Material provided START

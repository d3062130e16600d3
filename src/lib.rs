/*!
 * # podscript - plain-text transcripts from podcast TTML files
 *
 * A Rust library for turning TTML caption documents into readable transcripts.
 *
 * ## Features
 *
 * - Extract one line per paragraph or sentence from TTML documents
 * - Optional `[HH:MM:SS]` timestamps from `begin` attributes
 * - Batch conversion of the podcast TTML cache with human-readable file names
 * - Episode metadata lookup in the podcast library database
 * - Download of TTML assets from the podcast catalog API
 *
 * ## Architecture
 *
 * The library is organized in these main modules:
 * - `ttml`: the extraction engine:
 *   - `ttml::markup`: element tree and XML parsing
 *   - `ttml::extractor`: text reconstruction and whitespace normalization
 *   - `ttml::transcript`: unit selection and line assembly
 *   - `ttml::timestamp`: time expression parsing and formatting
 * - `batch`: cache discovery and concurrent batch conversion
 * - `naming`: file name sanitization and collision handling
 * - `database`: read-only access to the podcast library database
 * - `fetcher`: catalog API client
 * - `file_utils`: File system operations
 * - `app_config`: Configuration management
 * - `app_controller`: Main application controller
 * - `errors`: Custom error types for the application
 *
 * ## License
 *
 * This project is licensed under the MIT License
 */

// Global lints configuration
// These lints will be allowed but not auto-fixed
#![allow(clippy::uninlined_format_args)]
#![allow(clippy::redundant_closure_for_method_calls)]

// Public modules
pub mod app_config;
pub mod app_controller;
pub mod batch;
pub mod database;
pub mod errors;
pub mod fetcher;
pub mod file_utils;
pub mod naming;
pub mod ttml;

// Re-export main types for easier usage
pub use app_config::Config;
pub use batch::{BatchProcessor, BatchSummary};
pub use errors::{AppError, FetchError, TranscriptError};
pub use ttml::{convert, Transcript, TranscriptOptions};
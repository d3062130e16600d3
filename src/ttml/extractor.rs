/*!
 * Linear text reconstruction from a markup subtree.
 */

use once_cell::sync::Lazy;

use super::markup::{MarkupNode, QName, PODCASTS_NS};

/// Candidate keys for the `unit` classification attribute, tried in order:
/// unqualified first, then qualified by the podcasts namespace.
pub static UNIT_ATTRIBUTE_KEYS: Lazy<[QName; 2]> =
    Lazy::new(|| [QName::local("unit"), QName::qualified(PODCASTS_NS, "unit")]);

pub const WORD_UNIT: &str = "word";
pub const SENTENCE_UNIT: &str = "sentence";

/// Value of the node's `unit` attribute under any recognized key
pub fn unit_of(node: &MarkupNode) -> Option<&str> {
    node.attribute_any(UNIT_ATTRIBUTE_KEYS.as_slice())
}

/// Whether the node is a span carrying the given unit classification
pub fn is_span_with_unit(node: &MarkupNode, unit: &str) -> bool {
    node.local_name() == "span" && unit_of(node) == Some(unit)
}

/// A word-level span, which is always followed by a separating space
pub fn is_word_unit(node: &MarkupNode) -> bool {
    is_span_with_unit(node, WORD_UNIT)
}

/// A sentence-level span, which becomes its own transcript line
pub fn is_sentence_unit(node: &MarkupNode) -> bool {
    is_span_with_unit(node, SENTENCE_UNIT)
}

/// Concatenate the text of `node` and its subtree in document order.
///
/// A single space is inserted after every word-level span. No other
/// characters are added and nothing is normalized here; callers run
/// [`normalize_whitespace`] on the finished string.
pub fn extract_text(node: &MarkupNode) -> String {
    let mut out = String::new();
    write_text(node, &mut out);
    out
}

fn write_text(node: &MarkupNode, out: &mut String) {
    if let Some(text) = &node.text {
        out.push_str(text);
    }

    for child in &node.children {
        write_text(child, out);
        if is_word_unit(child) {
            out.push(' ');
        }
        if let Some(tail) = &child.tail {
            out.push_str(tail);
        }
    }
}

/// Collapse every run of whitespace to one ASCII space and trim both ends
pub fn normalize_whitespace(text: &str) -> String {
    text.split_whitespace().collect::<Vec<_>>().join(" ")
}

Material provided END

__What you need to do__: Print the records verbatim, stopping after the "and collision handling" line.

__Completed exercise__:
repository d3062130e16600d3
filename src/lib.rs
/*!
 * # podscript - plain-text transcripts from podcast TTML files
 *
 * A Rust library for turning TTML caption documents into readable transcripts.
 *
 * ## Features
 *
 * - Extract one line per paragraph or sentence from TTML documents
 * - Optional `[HH:MM:SS]` timestamps from `begin` attributes
 * - Batch conversion of the podcast TTML cache with human-readable file names
 * - Episode metadata lookup in the podcast library database
 * - Download of TTML assets from the podcast catalog API
 *
 * ## Architecture
 *
 * The library is organized in these main modules:
 * - `ttml`: the extraction engine:
 *   - `ttml::markup`: element tree and XML parsing
 *   - `ttml::extractor`: text reconstruction and whitespace normalization
 *   - `ttml::transcript`: unit selection and line assembly
 *   - `ttml::timestamp`: time expression parsing and formatting
 * - `batch`: cache discovery and concurrent batch conversion
 * - `naming`: file name sanitization and collision handling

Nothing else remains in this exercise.